FEU Alabang is a private, non-sectarian trimestral, coeducational higher education institution located in Alabang, Muntinlupa, Philippines. Founded on July 21, 2016 as the sixth campus of the Far Eastern University, it offers Senior High School, Engineering, Computer Studies, Accountancy and Business programs.

FEU Alabang is an annex campus of the FEU Institute of Technology, headed by Dr. Benson T. Tan as Senior Executive Director. The deans, professors, faculties, and grading system of the university are all managed by FEU Tech.

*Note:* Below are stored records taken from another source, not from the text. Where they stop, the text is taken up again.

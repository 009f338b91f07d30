use async_trait::async_trait;
use lru::LruCache;
use std::collections::HashMap;
use std::num::NonZeroUsize;
use std::sync::Arc;
use std::time::Duration;
use tokio::sync::Mutex;
use tracing::{debug, warn};

use crate::catalog::Catalog;
use crate::constants::{FALLBACK_DURATION, UNKNOWN_DURATION};
use crate::models::{SourceUrl, format_duration};
use crate::utils::errors::PlayerError;

/// Host capability that reads media metadata for a locator. The page layer
/// backs this with a throwaway media element; tests and the demo binary use
/// canned tables.
#[async_trait]
pub trait MetadataReader: Send + Sync {
    /// Resolve the media duration in seconds. Implementations should fail
    /// rather than hang; the prober additionally enforces its own timeout.
    async fn read_duration(&self, source: &SourceUrl) -> Result<f64, PlayerError>;
}

/// MetadataReader over a fixed duration table. Sources absent from the
/// table fail as unavailable.
pub struct StaticMetadataReader {
    durations: HashMap<SourceUrl, f64>,
}

impl StaticMetadataReader {
    pub fn new(durations: HashMap<SourceUrl, f64>) -> Self {
        Self { durations }
    }
}

#[async_trait]
impl MetadataReader for StaticMetadataReader {
    async fn read_duration(&self, source: &SourceUrl) -> Result<f64, PlayerError> {
        self.durations
            .get(source)
            .copied()
            .ok_or_else(|| PlayerError::MetadataUnavailable(source.to_string()))
    }
}

/// What a probe attempt produced. Fallback text still fills the badge,
/// but callers can tell the difference and report it.
#[derive(Debug, Clone, PartialEq, Eq)]
pub enum ProbeOutcome {
    Resolved(String),
    Fallback(String),
}

impl ProbeOutcome {
    pub fn text(&self) -> &str {
        match self {
            ProbeOutcome::Resolved(text) | ProbeOutcome::Fallback(text) => text,
        }
    }

    pub fn into_text(self) -> String {
        match self {
            ProbeOutcome::Resolved(text) | ProbeOutcome::Fallback(text) => text,
        }
    }
}

/// Resolves duration badge text for catalog entries, at most one real read
/// per source. Results are cached by locator; a probe that lands after its
/// card stopped caring is still cached and reused.
pub struct DurationProber {
    reader: Arc<dyn MetadataReader>,
    cache: Mutex<LruCache<SourceUrl, String>>,
    timeout: Duration,
}

impl DurationProber {
    pub fn new(reader: Arc<dyn MetadataReader>, cache_capacity: usize, timeout: Duration) -> Self {
        let capacity = NonZeroUsize::new(cache_capacity).unwrap_or(NonZeroUsize::MIN);
        Self {
            reader,
            cache: Mutex::new(LruCache::new(capacity)),
            timeout,
        }
    }

    /// Resolve the badge text for one source. See [`Self::probe_outcome`].
    pub async fn probe(&self, source: &SourceUrl, declared: Option<&str>) -> String {
        self.probe_outcome(source, declared).await.into_text()
    }

    /// Resolve the badge text for one source. Never fails: external
    /// platform locators resolve to the `Unknown` sentinel without touching
    /// the reader, and read failures degrade to the declared fallback or
    /// the zero badge. Only real probe results and the sentinel are cached.
    pub async fn probe_outcome(&self, source: &SourceUrl, declared: Option<&str>) -> ProbeOutcome {
        if let Some(hit) = self.cache.lock().await.get(source) {
            debug!("Duration cache hit for {}", source);
            return ProbeOutcome::Resolved(hit.clone());
        }

        if source.is_external_platform() {
            let text = UNKNOWN_DURATION.to_string();
            self.cache.lock().await.put(source.clone(), text.clone());
            return ProbeOutcome::Resolved(text);
        }

        let read = tokio::time::timeout(self.timeout, self.reader.read_duration(source)).await;
        match read {
            Ok(Ok(seconds)) => {
                let text = format_duration(seconds);
                debug!("Probed duration for {}: {}", source, text);
                self.cache.lock().await.put(source.clone(), text.clone());
                ProbeOutcome::Resolved(text)
            }
            Ok(Err(e)) => {
                warn!("Duration probe failed for {}: {}", source, e);
                ProbeOutcome::Fallback(declared.unwrap_or(FALLBACK_DURATION).to_string())
            }
            Err(_) => {
                warn!("Duration probe timed out for {}", source);
                ProbeOutcome::Fallback(declared.unwrap_or(FALLBACK_DURATION).to_string())
            }
        }
    }

    /// Probe every entry that has no result yet, concurrently, and write
    /// the results back. Returns the resolutions in entry order so callers
    /// can announce them.
    pub async fn annotate(&self, catalog: &mut Catalog) -> Vec<(usize, SourceUrl, String)> {
        let pending: Vec<(usize, SourceUrl, Option<String>)> = catalog
            .iter()
            .filter(|entry| entry.probed_duration.is_none())
            .map(|entry| {
                (
                    entry.index,
                    entry.source.clone(),
                    entry.declared_duration.clone(),
                )
            })
            .collect();

        let results = futures::future::join_all(pending.into_iter().map(
            |(index, source, declared)| async move {
                let text = self.probe(&source, declared.as_deref()).await;
                (index, source, text)
            },
        ))
        .await;

        for (index, _, text) in &results {
            catalog.set_probed_duration(*index, text.clone());
        }
        results
    }
}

Like its sister schools, FEU Tech and FEU Diliman, the college runs on a trimester academic system. An academic year starts in the second week of August and ends every June.

== History ==
FEU Alabang primarily caters to students in the Southern Metro Manila area. Established in 2018, the school offers various degree programs including science, engineering, technology, and accountancy.

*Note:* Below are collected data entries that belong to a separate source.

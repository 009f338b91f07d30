pub mod identifiers;

pub use identifiers::SourceUrl;

use once_cell::sync::Lazy;
use serde::{Deserialize, Serialize};
use std::collections::HashMap;

/// One selectable video as the gallery knows it: where it lives, what the
/// card says about it, and what probing has found out so far.
#[derive(Debug, Clone, PartialEq, Serialize, Deserialize)]
pub struct CatalogEntry {
    pub index: usize,
    pub source: SourceUrl,
    pub title: String,
    /// Duration text declared on the card markup, if any. Used as the
    /// fallback badge when probing fails.
    pub declared_duration: Option<String>,
    /// Duration text resolved by the prober. Absent until a probe for this
    /// source completes.
    pub probed_duration: Option<String>,
}

impl CatalogEntry {
    pub fn new(
        index: usize,
        source: SourceUrl,
        title: impl Into<String>,
        declared_duration: Option<String>,
    ) -> Self {
        Self {
            index,
            source,
            title: title.into(),
            declared_duration,
            probed_duration: None,
        }
    }

    /// Text currently shown on the card's duration badge.
    pub fn duration_badge(&self) -> &str {
        self.probed_duration
            .as_deref()
            .or(self.declared_duration.as_deref())
            .unwrap_or(crate::constants::FALLBACK_DURATION)
    }
}

/// Where playback currently lives on the page.
#[derive(Debug, Clone, Copy, PartialEq, Eq, Default, Serialize, Deserialize)]
pub enum PlayerMode {
    #[default]
    Closed,
    Fullscreen,
    Minimized,
}

/// The two host media surfaces the page owns. Exactly one is active
/// whenever the player is open.
#[derive(Debug, Clone, Copy, PartialEq, Eq, Hash, Serialize, Deserialize)]
pub enum SurfaceKind {
    Fullscreen,
    Mini,
}

/// Playback speed steps offered by the settings menu.
#[derive(Debug, Clone, Copy, PartialEq, Eq, Hash, Default, Serialize, Deserialize)]
pub enum PlaybackRate {
    X0_25,
    X0_5,
    X0_75,
    #[default]
    Normal,
    X1_25,
    X1_5,
    X1_75,
    X2,
}

impl PlaybackRate {
    pub fn as_f64(&self) -> f64 {
        match self {
            PlaybackRate::X0_25 => 0.25,
            PlaybackRate::X0_5 => 0.5,
            PlaybackRate::X0_75 => 0.75,
            PlaybackRate::Normal => 1.0,
            PlaybackRate::X1_25 => 1.25,
            PlaybackRate::X1_5 => 1.5,
            PlaybackRate::X1_75 => 1.75,
            PlaybackRate::X2 => 2.0,
        }
    }

    pub fn label(&self) -> &'static str {
        match self {
            PlaybackRate::X0_25 => "0.25x",
            PlaybackRate::X0_5 => "0.5x",
            PlaybackRate::X0_75 => "0.75x",
            PlaybackRate::Normal => "Normal",
            PlaybackRate::X1_25 => "1.25x",
            PlaybackRate::X1_5 => "1.5x",
            PlaybackRate::X1_75 => "1.75x",
            PlaybackRate::X2 => "2x",
        }
    }

    pub fn all() -> [PlaybackRate; 8] {
        [
            PlaybackRate::X0_25,
            PlaybackRate::X0_5,
            PlaybackRate::X0_75,
            PlaybackRate::Normal,
            PlaybackRate::X1_25,
            PlaybackRate::X1_5,
            PlaybackRate::X1_75,
            PlaybackRate::X2,
        ]
    }

    /// Parse the menu label form, as stored in the config file.
    pub fn from_label(label: &str) -> Option<Self> {
        RATE_BY_LABEL.get(label).copied()
    }
}

static RATE_BY_LABEL: Lazy<HashMap<&'static str, PlaybackRate>> = Lazy::new(|| {
    PlaybackRate::all()
        .iter()
        .map(|rate| (rate.label(), *rate))
        .collect()
});

/// Quality choices in the settings menu. Selection is remembered and shown
/// on the menu but never changes the loaded source.
#[derive(Debug, Clone, Copy, PartialEq, Eq, Hash, Default, Serialize, Deserialize)]
pub enum QualityLevel {
    #[default]
    Auto,
    P1080,
    P720,
    P480,
    P360,
}

impl QualityLevel {
    pub fn label(&self) -> &'static str {
        match self {
            QualityLevel::Auto => "Auto",
            QualityLevel::P1080 => "1080p",
            QualityLevel::P720 => "720p",
            QualityLevel::P480 => "480p",
            QualityLevel::P360 => "360p",
        }
    }

    pub fn all() -> [QualityLevel; 5] {
        [
            QualityLevel::Auto,
            QualityLevel::P1080,
            QualityLevel::P720,
            QualityLevel::P480,
            QualityLevel::P360,
        ]
    }
}

/// Render seconds as badge text: `m:ss` under an hour, `h:mm:ss` above.
/// Seconds are truncated, never rounded up. Non-finite and negative
/// inputs render as the zero badge.
pub fn format_duration(seconds: f64) -> String {
    if !seconds.is_finite() || seconds < 0.0 {
        return crate::constants::FALLBACK_DURATION.to_string();
    }
    let total = seconds.floor() as u64;
    let hours = total / 3600;
    let minutes = (total % 3600) / 60;
    let secs = total % 60;
    if hours > 0 {
        format!("{hours}:{minutes:02}:{secs:02}")
    } else {
        format!("{minutes}:{secs:02}")
    }
}
use thiserror::Error;

/// Failure taxonomy for the player core. Every variant is recoverable:
/// the page stays interactive and degrades to a safe visible state.
#[derive(Error, Debug)]
pub enum PlayerError {
    #[error("Metadata unavailable: {0}")]
    MetadataUnavailable(String),

    #[error("Autoplay rejected: {0}")]
    AutoplayRejected(String),

    #[error("Fullscreen request failed: {0}")]
    FullscreenRequestFailed(String),

    #[error("Playback error: {0}")]
    Playback(String),

    #[error("Source not loaded: {0}")]
    SourceNotLoaded(String),

    #[error("Configuration error: {0}")]
    Configuration(String),

    #[error("IO error: {0}")]
    Io(#[from] std::io::Error),

    #[error("Serialization error: {0}")]
    Serialization(#[from] serde_json::Error),
}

In 2018, the 1.8 ha campus welcomed almost 2,000 students to the 14-storey academic building. The campus also features a 200-seater chapel and gymnasium.

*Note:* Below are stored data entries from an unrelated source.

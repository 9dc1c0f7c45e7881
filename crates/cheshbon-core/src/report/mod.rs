//! All-details report: a machine-first, digest-addressed artifact plus an
//! independent verifier ("doctor").
//!
//! The report carries input digests, the computed core result, per-node
//! witnesses, and honest caps/omissions accounting. The doctor re-checks a
//! report against the inputs it was derived from without trusting any of
//! the report's own claims.

pub mod all_details;
pub mod builders;
pub mod contract;
pub mod doctor;
pub mod witness;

In March 2020, FEU Alabang opened its gymnasium for the front line health care workers of the Research Institute for Tropical Medicine (RITM) and to help fight the COVID-19 that is rampaging across the country. The campus, being 300 meters away from RITM, allotted 50 beds and a 12-seater lounge as well as a shower, toilet and locker facilities.

== Academics ==
=== Senior High School ===

- Academic Track
  - STEM (Science, Technology, Engineering and Mathematics)
    - Specializations
      - Science: Health Allied
      - Technology: Information Technology, Computer Science
      - Engineering: Civil, Electrical, Electronics, Mechanical, Computer
  - HUMSS (Humanities and Social Sciences)
  - ABM (Accountancy, Business and Management)
  - GAS (General Academic Strand)

=== College of Accounts and Business ===
- Bachelor of Science in Accountancy
- Bachelor of Science in Business administration
  - major in Financial management and Business analytics
  - major in Marketing management and Multimedia Design
  - major in Operations and Service Management

=== College of Computer Studies and Multimedia Arts ===

Source:
- Bachelor of Science in Computer science
  - Specialization in Software Engineering
  - Specialization in Artificial Intelligence
  - Specialization in Data science
- Bachelor of Science in Multimedia Arts
  - Specialization in Animation and Digital Film
- Bachelor of Science in Information technology
  - Specialization in Animation and Game Development
  - Specialization in Web and Mobile Applications
  - Specialization in Business analytics
  - Specialization in Innovation and Business
  - Specialization in Cybersecurity

=== College of Engineering ===

Source:
- Bachelor of Science in Civil Engineering
- Bachelor of Science in Computer engineering
- Bachelor of Science in Electrical engineering
- Bachelor of Science in Electronics Engineering
- Bachelor of Science in Mechanical Engineering

== Campus ==
FEU Alabang's campus is designed by Arch. Carmelo Casas of Casas + Architects. He prioritized sustainability for the structure, using the sun's orientation and prevailing wind direction for light conservation and proper ventilation to students and faculties. The main academic building can accommodate up to 18,000 students.

In February 2020, the Our Lady of Lourdes Chapel was inaugurated. It was headed by FEU President Dr. Michael Alba, FEU Chair Emeritus Dr. Lourdes Reyes Montinola, FEU Chief Finance Officer Johnny Montinola, and Dr. Tan. In September, following its inauguration, Casas + Architects received 5 stars for Public Architecture from the Red Carpet Asia Pacific Property for their work on the chapel.